The cardinal rule of personal bankruptcy — list it or lose it!

Sometimes dealing with legal matters is like walking through a minefield of complexity — court opinions that don’t agree, statutory language that can’t be figured out even with a law degree, and all that legalese that applies as soon as you click “accept.”

In the bankruptcy courts, however, there is one cardinal rule that is pretty easy to understand — list it or lose it!

All of your assets need to be declared if you are going to file a bankruptcy petition. It’s as simple as that. Failure to include assets mean they are automatically forfeited to the bankruptcy trustee who will sell them on behalf of your creditors — even if you could have protected them otherwise. Plus you could be made to pay a penalty (not good if you are in need of bankruptcy protection) or in an extreme case, face the wrath of the criminal law.

On the other hand, declaring your assets allows you and your bankruptcy attorney to seek ways to protect them, principally by using up all available exemptions recognized by either the federal, Massachusetts, or New Hampshire governments.

If a particular asset can’t be protected entirely, sometimes it can be protected partially.

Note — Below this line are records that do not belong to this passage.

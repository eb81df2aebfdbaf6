use crate::errors::{Result, VigilError};
use rumqttc::{AsyncClient, Event as MqttEvent, EventLoop, MqttOptions, Packet, QoS};
use serde::Serialize;
use tokio::time::Duration;
use tracing::{debug, error, info, warn};

use crate::config::MqttConfig;
use crate::control;
use crate::notifier::{Event, FeedStatus, Notifier, RecordingStatus};
use crate::processing::ModeSwitch;

#[derive(Debug, Clone, Serialize)]
struct StatusPayload<'a> {
    camera_id: &'a str,
    status: FeedStatus,
    timestamp: String,
}

#[derive(Debug, Clone, Serialize)]
struct RecordingPayload<'a> {
    camera_id: &'a str,
    status: RecordingStatus,
    timestamp: String,
}

#[derive(Debug, Clone, Serialize)]
struct SavedPayload<'a> {
    camera_id: &'a str,
    recording_id: i64,
    file_path: &'a str,
}

pub struct MqttPublisher {
    client: AsyncClient,
    eventloop: EventLoop,
    config: MqttConfig,
}

impl MqttPublisher {
    pub fn new(config: MqttConfig) -> Result<Self> {
        let url = url::Url::parse(&config.broker_url)
            .map_err(|e| VigilError::mqtt(format!("Invalid MQTT broker URL '{}': {}", config.broker_url, e)))?;

        let host = url.host_str()
            .ok_or_else(|| VigilError::mqtt(format!("No host found in MQTT broker URL: {}", config.broker_url)))?;

        let port = url.port().unwrap_or(1883);

        info!("Connecting to MQTT broker at {}:{}", host, port);

        let mut mqtt_options = MqttOptions::new(&config.client_id, host, port);
        mqtt_options.set_keep_alive(Duration::from_secs(config.keep_alive_secs));

        let max_packet_size = config.max_packet_size.unwrap_or(268435455);
        mqtt_options.set_max_packet_size(max_packet_size, max_packet_size);

        if let (Some(username), Some(password)) = (&config.username, &config.password) {
            mqtt_options.set_credentials(username, password);
        }

        let (client, eventloop) = AsyncClient::new(mqtt_options, 100);

        Ok(Self { client, eventloop, config })
    }

    /// Spawn the connection driver and hand back a notifier bound to it.
    /// Mode commands published to `{base_topic}/mode/set` are applied to `modes`.
    pub fn start(mut self, modes: ModeSwitch) -> MqttNotifier {
        let client = self.client.clone();
        let command_topic = mode_command_topic(&self.config);
        tokio::spawn(async move {
            loop {
                match self.eventloop.poll().await {
                    Ok(MqttEvent::Incoming(Packet::ConnAck(_))) => {
                        info!("Connected to MQTT broker");
                        // Subscriptions do not survive a clean session, renew on every connect
                        if let Err(e) = client.try_subscribe(command_topic.clone(), QoS::AtLeastOnce) {
                            error!("Failed to subscribe to '{}': {}", command_topic, e);
                        }
                    }
                    Ok(MqttEvent::Incoming(Packet::Publish(publish))) => {
                        handle_command(&modes, &command_topic, &publish.topic, &publish.payload);
                    }
                    Ok(MqttEvent::Incoming(Packet::Disconnect)) => {
                        warn!("Disconnected from MQTT broker");
                    }
                    Ok(_) => {}
                    Err(e) => {
                        error!("MQTT connection error: {}", e);
                        tokio::time::sleep(Duration::from_secs(5)).await;
                    }
                }
            }
        });

        MqttNotifier {
            client: self.client,
            config: self.config,
        }
    }
}

fn mode_command_topic(config: &MqttConfig) -> String {
    format!("{}/mode/set", config.base_topic)
}

fn handle_command(modes: &ModeSwitch, command_topic: &str, topic: &str, payload: &[u8]) -> bool {
    if topic != command_topic {
        debug!("Ignoring MQTT message on '{}'", topic);
        return false;
    }
    match control::parse_mode(payload) {
        Some(mode) => control::apply_mode(modes, mode, "mqtt"),
        None => {
            warn!("Unknown processing mode '{}' on '{}'", String::from_utf8_lossy(payload), topic);
            false
        }
    }
}

#[derive(Clone)]
pub struct MqttNotifier {
    client: AsyncClient,
    config: MqttConfig,
}

impl MqttNotifier {
    fn qos(&self) -> QoS {
        match self.config.qos {
            0 => QoS::AtMostOnce,
            1 => QoS::AtLeastOnce,
            _ => QoS::ExactlyOnce,
        }
    }

    fn camera_topic(&self, camera_id: &str, suffix: &str) -> String {
        format!("{}/cameras/{}/{}", self.config.base_topic, camera_id, suffix)
    }

    fn publish(&self, topic: String, retain: bool, payload: Vec<u8>) {
        // try_publish never waits; a full request queue drops the message
        if let Err(e) = self.client.try_publish(topic.clone(), self.qos(), retain, payload) {
            debug!("Dropped MQTT message for '{}': {}", topic, e);
        }
    }

    fn publish_json<T: Serialize>(&self, topic: String, retain: bool, payload: &T) {
        match serde_json::to_vec(payload) {
            Ok(bytes) => self.publish(topic, retain, bytes),
            Err(e) => error!("Failed to serialize MQTT payload for '{}': {}", topic, e),
        }
    }
}

impl Notifier for MqttNotifier {
    fn emit(&self, event: Event) {
        let timestamp = chrono::Utc::now().to_rfc3339();
        let topic = self.camera_topic(event.camera_id(), event.topic());

        match &event {
            Event::FeedStatus { camera_id, status } => {
                let payload = StatusPayload { camera_id, status: *status, timestamp };
                self.publish_json(topic, self.config.retain, &payload);
            }
            Event::Recording { camera_id, status } => {
                let payload = RecordingPayload { camera_id, status: *status, timestamp };
                self.publish_json(topic, false, &payload);
            }
            Event::RecordingSaved { camera_id, recording_id, file_path } => {
                let payload = SavedPayload { camera_id, recording_id: *recording_id, file_path };
                self.publish_json(topic, false, &payload);
            }
            Event::Preview { frame, .. } => {
                if self.config.publish_preview.unwrap_or(false) {
                    self.publish(topic, false, frame.data.to_vec());
                }
            }
            Event::DetectionLog(entry) => {
                self.publish_json(topic, false, entry);
            }
        }
    }
}
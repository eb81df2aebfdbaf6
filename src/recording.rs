use std::sync::Arc;
use serde::Serialize;
use tracing::{error, info, warn};

use crate::buffer::RollingBuffer;
use crate::frame::Frame;
use crate::notifier::{Event, Notifier, RecordingStatus};
use crate::recorder::{self, RecorderContext, RecorderHandle};

/// Externally visible recording phase of one camera
#[derive(Debug, Clone, Copy, PartialEq, Eq, Serialize)]
#[serde(rename_all = "snake_case")]
pub enum RecordingPhase {
    /// No recording and no detection streak
    Idle,
    /// Detection streak building towards the start threshold
    Arming,
    /// Recorder running
    Active,
    /// Stop requested, recorder finishing its minimum duration
    Draining,
}

#[derive(Debug, Clone, Copy, PartialEq, Eq)]
pub enum Transition {
    Start,
    Stop,
}

#[derive(Debug, Clone, Copy, PartialEq, Eq)]
enum SessionState {
    Idle,
    Active,
    Draining,
}

/// Streak counting and start/stop decisions, free of any I/O
#[derive(Debug)]
pub struct RecordingStateMachine {
    start_threshold: u32,
    stop_threshold: u32,
    detection_streak: u32,
    no_detection_streak: u32,
    state: SessionState,
}

impl RecordingStateMachine {
    pub fn new(start_threshold: u32, stop_threshold: u32) -> Self {
        Self {
            start_threshold: start_threshold.max(1),
            stop_threshold: stop_threshold.max(1),
            detection_streak: 0,
            no_detection_streak: 0,
            state: SessionState::Idle,
        }
    }

    /// Feed one processed frame's outcome
    pub fn observe(&mut self, has_detection: bool) -> Option<Transition> {
        if has_detection {
            self.detection_streak = self.detection_streak.saturating_add(1);
            self.no_detection_streak = 0;
        } else {
            self.no_detection_streak = self.no_detection_streak.saturating_add(1);
            self.detection_streak = 0;
        }

        match self.state {
            SessionState::Idle if self.detection_streak >= self.start_threshold => {
                self.state = SessionState::Active;
                Some(Transition::Start)
            }
            SessionState::Active if self.no_detection_streak >= self.stop_threshold => {
                self.state = SessionState::Draining;
                Some(Transition::Stop)
            }
            _ => None,
        }
    }

    /// Stop outside the streak rules (mode switch, camera stop).
    /// Yields `Stop` only when a recording was active; streaks restart from zero.
    pub fn force_stop(&mut self) -> Option<Transition> {
        self.detection_streak = 0;
        self.no_detection_streak = 0;
        if self.state == SessionState::Active {
            self.state = SessionState::Draining;
            Some(Transition::Stop)
        } else {
            None
        }
    }

    /// The recorder has finished; ready for the next recording
    pub fn drained(&mut self) {
        self.state = SessionState::Idle;
    }

    pub fn phase(&self) -> RecordingPhase {
        match self.state {
            SessionState::Active => RecordingPhase::Active,
            SessionState::Draining => RecordingPhase::Draining,
            SessionState::Idle if self.detection_streak > 0 => RecordingPhase::Arming,
            SessionState::Idle => RecordingPhase::Idle,
        }
    }

    pub fn detection_streak(&self) -> u32 {
        self.detection_streak
    }

    pub fn no_detection_streak(&self) -> u32 {
        self.no_detection_streak
    }
}

/// Per-camera recording controller: applies state machine decisions to a recorder task
pub struct RecordingSession {
    camera_id: String,
    machine: RecordingStateMachine,
    recorder: Option<RecorderHandle>,
    recorder_ctx: RecorderContext,
    notifier: Arc<dyn Notifier>,
}

impl RecordingSession {
    pub fn new(
        camera_id: &str,
        start_threshold: u32,
        stop_threshold: u32,
        recorder_ctx: RecorderContext,
        notifier: Arc<dyn Notifier>,
    ) -> Self {
        Self {
            camera_id: camera_id.to_string(),
            machine: RecordingStateMachine::new(start_threshold, stop_threshold),
            recorder: None,
            recorder_ctx,
            notifier,
        }
    }

    fn emit(&self, status: RecordingStatus) {
        self.notifier.emit(Event::Recording {
            camera_id: self.camera_id.clone(),
            status,
        });
    }

    /// Account one processed frame. `buffer` must already contain `frame`.
    pub fn on_frame(&mut self, frame: &Frame, has_detection: bool, buffer: &RollingBuffer) {
        if self.machine.phase() == RecordingPhase::Active
            && self.recorder.as_ref().is_some_and(|r| r.is_finished())
        {
            error!("[{}] Recorder exited while active", self.camera_id);
            self.request_stop();
        }

        match self.machine.observe(has_detection) {
            Some(Transition::Start) => {
                let snapshot = buffer.snapshot();
                info!(
                    "[{}] Detections in {} consecutive frames, starting recording with {} buffered frames",
                    self.camera_id, self.machine.detection_streak(), snapshot.len()
                );
                self.recorder = Some(recorder::spawn(&self.camera_id, snapshot, self.recorder_ctx.clone()));
                self.emit(RecordingStatus::Started);
            }
            Some(Transition::Stop) => {
                info!(
                    "[{}] No detections in {} consecutive frames, stopping recording",
                    self.camera_id, self.machine.no_detection_streak()
                );
                self.feed(frame);
                self.signal_recorder();
            }
            None => self.feed(frame),
        }
    }

    fn feed(&self, frame: &Frame) {
        if let Some(recorder) = &self.recorder {
            recorder.feed(frame.clone());
        }
    }

    fn signal_recorder(&self) {
        if let Some(recorder) = &self.recorder {
            recorder.stop();
        }
    }

    /// Ask an active recording to stop. Idempotent; returns true if this call initiated the stop.
    pub fn request_stop(&mut self) -> bool {
        match self.machine.force_stop() {
            Some(Transition::Stop) => {
                self.signal_recorder();
                true
            }
            _ => false,
        }
    }

    pub fn is_draining(&self) -> bool {
        self.machine.phase() == RecordingPhase::Draining
    }

    pub fn phase(&self) -> RecordingPhase {
        self.machine.phase()
    }

    pub fn streaks(&self) -> (u32, u32) {
        (self.machine.detection_streak(), self.machine.no_detection_streak())
    }

    /// Wait for a draining recorder to finish. Cancel-safe: the recorder stays
    /// owned by the session until it has completed.
    pub async fn wait_drained(&mut self) {
        if !self.is_draining() {
            return;
        }
        let Some(recorder) = self.recorder.as_mut() else {
            self.machine.drained();
            return;
        };

        let result = (&mut recorder.task).await;
        self.recorder = None;
        self.machine.drained();

        match result {
            Ok(Some(clip)) => info!(
                "[{}] Recording {} complete with {} frames",
                self.camera_id, clip.path.display(), clip.frame_count
            ),
            Ok(None) => warn!("[{}] Recording ended without a clip", self.camera_id),
            Err(e) => error!("[{}] Recorder task failed: {}", self.camera_id, e),
        }
        self.emit(RecordingStatus::Stopped);
    }

    /// Stop any recording and wait until its clip has been handed off
    pub async fn shutdown(&mut self) {
        if self.request_stop() {
            info!("[{}] Finishing active recording before shutdown", self.camera_id);
        }
        self.wait_drained().await;
    }
}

In that case, you may be able to “purchase back” the non-exempt portion from the trustee. Or some people may be able to consider Chapter 13, where you keep even the non-exempt property, but make monthly partial payments to your creditors. In other cases, an asset that can’t be protected may not be considered worth selling by the trustee, and simply “abandoned,” which means you get to keep it anyway.

So list all your property, and don’t lose it!